The word "Result" marks the lines to keep; find each one in the data and copy it.

*** Provided records Section Begins ***

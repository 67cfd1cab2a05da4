//! Startup preconditions: root privileges and a writable log directory.

use crate::error::{Result, SetupError};
use crate::host::Host;
use std::fs;
use std::path::{Path, PathBuf};

/// Fail fast unless running as root with a writable log directory
pub async fn check(host: &dyn Host, log_file: &Path) -> Result<()> {
    let uid = host.effective_uid().await?;
    if uid != 0 {
        return Err(SetupError::NotPrivileged(uid));
    }
    ensure_writable_dir(&log_dir(log_file))
}

fn log_dir(log_file: &Path) -> PathBuf {
    match log_file.parent() {
        Some(parent) if !parent.as_os_str().is_empty() => parent.to_path_buf(),
        _ => PathBuf::from("."),
    }
}

fn ensure_writable_dir(dir: &Path) -> Result<()> {
    let not_writable = || SetupError::LogPathNotWritable(dir.to_path_buf());
    if !dir.is_dir() {
        return Err(not_writable());
    }

    let probe = dir.join(format!(".hyperlane-setup-probe-{}", std::process::id()));
    fs::OpenOptions::new()
        .write(true)
        .create(true)
        .truncate(true)
        .open(&probe)
        .map_err(|_| not_writable())?;
    fs::remove_file(&probe)?;
    Ok(())
}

*** Provided records Section Ends ***

[Problem solution]
use crate::error::{Result, SetupError};
pub async fn check(host: &dyn Host, log_file: &Path) -> Result<()> {
fn ensure_writable_dir(dir: &Path) -> Result<()> {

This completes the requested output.